(Records for the task)

#![allow(dead_code)]
use rust_decimal::Decimal;
use super::{ema::EMA, Indicator};

#[derive(Debug, Clone)]
pub struct MACD {
    fast_ema: EMA,
    slow_ema: EMA,
    signal_ema: EMA,
    macd_line: Option<Decimal>,
    signal_line: Option<Decimal>,
    histogram: Option<Decimal>,
    prev_histogram: Option<Decimal>,
}

impl MACD {
    pub fn new(fast_period: usize, slow_period: usize, signal_period: usize) -> Self {
        Self {
            fast_ema: EMA::new(fast_period),
            slow_ema: EMA::new(slow_period),
            signal_ema: EMA::new(signal_period),
            macd_line: None,
            signal_line: None,
            histogram: None,
            prev_histogram: None,
        }
    }

    pub fn default_params() -> Self {
        Self::new(12, 26, 9)
    }

    pub fn update(&mut self, price: Decimal) -> Option<MACDOutput> {
        let fast = self.fast_ema.update(price);
        let slow = self.slow_ema.update(price);

        match (fast, slow) {
            (Some(f), Some(s)) => {
                let macd_line = f - s;
                self.macd_line = Some(macd_line);

                if let Some(signal) = self.signal_ema.update(macd_line) {
                    self.prev_histogram = self.histogram;
                    let histogram = macd_line - signal;
                    self.signal_line = Some(signal);
                    self.histogram = Some(histogram);

                    return Some(MACDOutput {
                        macd_line,
                        signal_line: signal,
                        histogram,
                    });
                }
            }
            _ => {}
        }

        None
    }

    pub fn macd_line(&self) -> Option<Decimal> {
        self.macd_line
    }

    pub fn signal_line(&self) -> Option<Decimal> {
        self.signal_line
    }

    pub fn histogram(&self) -> Option<Decimal> {
        self.histogram
    }

    pub fn is_bullish_crossover(&self) -> bool {
        match (self.histogram, self.prev_histogram) {
            (Some(curr), Some(prev)) => prev < Decimal::ZERO && curr >= Decimal::ZERO,
            _ => false,
        }
    }

    pub fn is_bearish_crossover(&self) -> bool {
        match (self.histogram, self.prev_histogram) {
            (Some(curr), Some(prev)) => prev > Decimal::ZERO && curr <= Decimal::ZERO,
            _ => false,
        }
    }

    pub fn histogram_increasing(&self) -> bool {
        match (self.histogram, self.prev_histogram) {
            (Some(curr), Some(prev)) => curr > prev,
            _ => false,
        }
    }

    pub fn histogram_decreasing(&self) -> bool {
        match (self.histogram, self.prev_histogram) {
            (Some(curr), Some(prev)) => curr < prev,
            _ => false,
        }
    }

    pub fn trend(&self) -> Option<MACDTrend> {
        match (self.macd_line, self.signal_line, self.histogram) {
            (Some(macd), Some(signal), Some(hist)) => {
                if macd > Decimal::ZERO && signal > Decimal::ZERO && hist > Decimal::ZERO {
                    Some(MACDTrend::StrongBullish)
                } else if macd > Decimal::ZERO && hist > Decimal::ZERO {
                    Some(MACDTrend::Bullish)
                } else if macd < Decimal::ZERO && signal < Decimal::ZERO && hist < Decimal::ZERO {
                    Some(MACDTrend::StrongBearish)
                } else if macd < Decimal::ZERO && hist < Decimal::ZERO {
                    Some(MACDTrend::Bearish)
                } else {
                    Some(MACDTrend::Neutral)
                }
            }
            _ => None,
        }
    }
}

impl Indicator for MACD {
    fn name(&self) -> &'static str {
        "MACD"
    }

    fn is_ready(&self) -> bool {
        self.histogram.is_some()
    }

    fn reset(&mut self) {
        self.fast_ema.reset();
        self.slow_ema.reset();
        self.signal_ema.reset();
        self.macd_line = None;
        self.signal_line = None;
        self.histogram = None;
        self.prev_histogram = None;
    }
}

#[derive(Debug, Clone, Copy)]
pub struct MACDOutput {
    pub macd_line: Decimal,
    pub signal_line: Decimal,
    pub histogram: Decimal,
}

#[derive(Debug, Clone, Copy, PartialEq, Eq)]
pub enum MACDTrend {
    StrongBullish,
    Bullish,
    Neutral,
    Bearish,
    StrongBearish,
}

impl MACDTrend {
    pub fn is_bullish(&self) -> bool {
        matches!(self, MACDTrend::StrongBullish | MACDTrend::Bullish)
    }

    pub fn is_bearish(&self) -> bool {
        matches!(self, MACDTrend::StrongBearish | MACDTrend::Bearish)
    }

    pub fn strength(&self) -> i8 {
        match self {
            MACDTrend::StrongBullish => 2,
            MACDTrend::Bullish => 1,
            MACDTrend::Neutral => 0,
            MACDTrend::Bearish => -1,
            MACDTrend::StrongBearish => -2,
        }
    }
}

(End Records for the task)

Problem to work on:
Scan the records for the word "Indicator", and copy each line where it is found.

Exercise answer:
use super::{ema::EMA, Indicator};
impl Indicator for MACD {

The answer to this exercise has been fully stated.